Study design and participants
Dutch bladder cancer patients participating in the UroLife (Urothelial cell cancer: Lifestyle, prognosis and quality of Life) or BlaZIB (‘BlaaskankerZorg In Beeld’, clinical trial number: NL8106) studies were included in the current analysis. Both studies are population-based, multicenter prospective cohort studies recruiting newly diagnosed bladder cancer patients based on notifications from the nationwide network and registry of histopathology and cytopathology in the Netherlands (PALGA) and successive registration in the Netherlands Cancer Registry (NCR). The main aim of the Urolife study is to evaluate the association between lifestyle habits and the risk of recurrence and progression and HRQoL of patients with NMIBC. BlaZIB aims to gain insight in bladder cancer care and to identify barriers and modulators for optimal care. More detailed information on these studies can be found elsewhere [8, 9]. For this analysis, patients diagnosed with NMIBC (stage Ta, T1, Tis) between April 1, 2014 and March 18, 2016 were selected from the UroLife study, and patients diagnosed with high-risk NMIBC (stage T1 and Tis) between November 1, 2017 and July 7, 2019 were selected from the BlaZIB study. All patients were Dutch speaking, between 18 and 80 years old, and treated with a transurethral resection. This study was performed in line with the principles of the Declaration of Helsinki. The Committee for Human Research in the region Arnhem-Nijmegen provided ethical approval for the UroLife study (CMO 2013-494) and deemed the BlaZIB study exempt from ethical review under the Medical Research Involving Human Subjects Act (WMO). Both studies were approved by the ethical review board of the NCR. Written informed consent was obtained from all patients participating in UroLife or BlaZIB.
Data collection
Both studies collected self-reported questionnaire data online or on paper 6 weeks after diagnosis (T6wk). The online questionnaires were collected via the data collection tool of the Patient Reported Outcomes Following Initial treatment and Long term Evaluation of Survivorship (PROFILES) registry [10]. Baseline data (T6wk) and follow-up data collected at 3 months (T3mo) and 15 months (T15mo) after diagnosis in the UroLife study, and at 6 months (T6mo) and 12 months (T12mo) after diagnosis in the BlaZIB study were used for the current analysis. The measurement points of UroLife were based on the treatment regimen of patients diagnosed with NMIBC, i.e. shortly after histological confirmation of the tumour (T6wk), at time of cystoscopy to investigate whether the tumour was successfully removed (T3mo), and long-term follow-up (T15mo). For the BlaZIB study, including also patients with Muscle Invasive Bladder Cancer, different measurement points were selected. Because of the nonconforming measurement points, most analyses were based on UroLife data and only supplemented with BlaZIB data where necessary (i.e. test–retest, interpretability of change scores; see also Fig. 1). The baseline questionnaires assessed demographics, smoking history, and comorbidity. HRQoL was assessed at T6wk and during follow-up using the EORTC-QLQ-C30 and the QLQ-NMIBC24 questionnaires [2, 11]. Patients who underwent a cystectomy were not or no longer invited to participate in the UroLife study.

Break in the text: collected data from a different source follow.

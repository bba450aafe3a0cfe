//! Liquid content maps.

use std::collections::BTreeMap;

use serde::{Deserialize, Serialize};

use crate::error::ContentError;
use crate::validation::is_positive_volume;

/// Slack allowed on capacity and availability checks, µl.
pub const VOLUME_TOLERANCE: f64 = 0.01;

/// Entries at or below this volume are dropped after a removal.
const NEGLIGIBLE_VOLUME: f64 = 1e-6;

/// Content type → volume (µl), bounded by a fixed capacity.
///
/// Removal is proportional across content types, so a 50/50 mix stays 50/50 in both the
/// source and whatever receives the removed portion.
#[derive(Debug, Clone, PartialEq, Serialize, Deserialize)]
pub struct ContentMap {
    capacity: f64,
    #[serde(default)]
    volumes: BTreeMap<String, f64>,
}

impl ContentMap {
    /// An empty map with the given capacity.
    pub fn new(capacity: f64) -> Self {
        Self {
            capacity,
            volumes: BTreeMap::new(),
        }
    }

    /// Builder form of [`ContentMap::add`].
    pub fn with(mut self, content_type: &str, volume: f64) -> Result<Self, ContentError> {
        self.add(content_type, volume)?;
        Ok(self)
    }

    pub fn capacity(&self) -> f64 {
        self.capacity
    }

    pub fn total(&self) -> f64 {
        self.volumes.values().sum()
    }

    /// Remaining room before the capacity is reached.
    pub fn free(&self) -> f64 {
        (self.capacity - self.total()).max(0.0)
    }

    pub fn is_empty(&self) -> bool {
        self.total() <= NEGLIGIBLE_VOLUME
    }

    pub fn volume_of(&self, content_type: &str) -> f64 {
        self.volumes.get(content_type).copied().unwrap_or(0.0)
    }

    pub fn iter(&self) -> impl Iterator<Item = (&str, f64)> {
        self.volumes.iter().map(|(k, v)| (k.as_str(), *v))
    }

    /// Whether `volume` more fits, within tolerance.
    pub fn can_accept(&self, volume: f64) -> bool {
        self.total() + volume <= self.capacity + VOLUME_TOLERANCE
    }

    /// Whether `volume` can be drawn, within tolerance.
    pub fn can_supply(&self, volume: f64) -> bool {
        volume <= self.total() + VOLUME_TOLERANCE
    }

    pub fn add(&mut self, content_type: &str, volume: f64) -> Result<(), ContentError> {
        if content_type.trim().is_empty() {
            return Err(ContentError::EmptyContentType);
        }
        is_positive_volume(volume).map_err(|_| ContentError::NonPositiveVolume(volume))?;
        if !self.can_accept(volume) {
            return Err(ContentError::Overflow {
                capacity: self.capacity,
                current: self.total(),
                requested: volume,
            });
        }
        *self.volumes.entry(content_type.to_string()).or_insert(0.0) += volume;
        Ok(())
    }

    /// Add every entry of `portion`, all or nothing.
    pub fn add_all(&mut self, portion: &BTreeMap<String, f64>) -> Result<(), ContentError> {
        let incoming: f64 = portion.values().sum();
        if !self.can_accept(incoming) {
            return Err(ContentError::Overflow {
                capacity: self.capacity,
                current: self.total(),
                requested: incoming,
            });
        }
        for (content_type, volume) in portion {
            if *volume > NEGLIGIBLE_VOLUME {
                *self.volumes.entry(content_type.clone()).or_insert(0.0) += volume;
            }
        }
        Ok(())
    }

    /// Remove `volume` proportionally across content types and return what was removed.
    pub fn remove(&mut self, volume: f64) -> Result<BTreeMap<String, f64>, ContentError> {
        is_positive_volume(volume).map_err(|_| ContentError::NonPositiveVolume(volume))?;
        let total = self.total();
        if !self.can_supply(volume) {
            return Err(ContentError::Underflow {
                available: total,
                requested: volume,
            });
        }
        let volume = volume.min(total);
        let mut removed = BTreeMap::new();
        if total <= NEGLIGIBLE_VOLUME {
            return Ok(removed);
        }

        for (content_type, present) in self.volumes.iter_mut() {
            let share = volume * (*present / total);
            *present -= share;
            removed.insert(content_type.clone(), share);
        }
        self.volumes.retain(|_, v| *v > NEGLIGIBLE_VOLUME);
        Ok(removed)
    }

    /// Drop all content.
    pub fn clear(&mut self) {
        self.volumes.clear();
    }
}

In order to assess the test–retest reliability and standard error of measurement (SEM), patients who completed the BlaZIB T12mo questionnaire between March 1st 2019 and December 7th 2019 received an additional questionnaire 2 weeks after the T12mo questionnaire (T12mo + 2wk). In total, 134 patients diagnosed with NMIBC completed the T12mo + 2wk questionnaire (response rate 86.5%). This questionnaire included the QLQ-NMIBC24 and four additional questions to assess whether the symptoms – in terms of urinary, bowel, sexual and total function – had decreased, remained the same or increased compared to the T12mo questionnaire (three-point Likert scale, see Additional file 1: Appendix A). Patients whose symptoms remained the same were regarded as stable and included in the test–retest analysis.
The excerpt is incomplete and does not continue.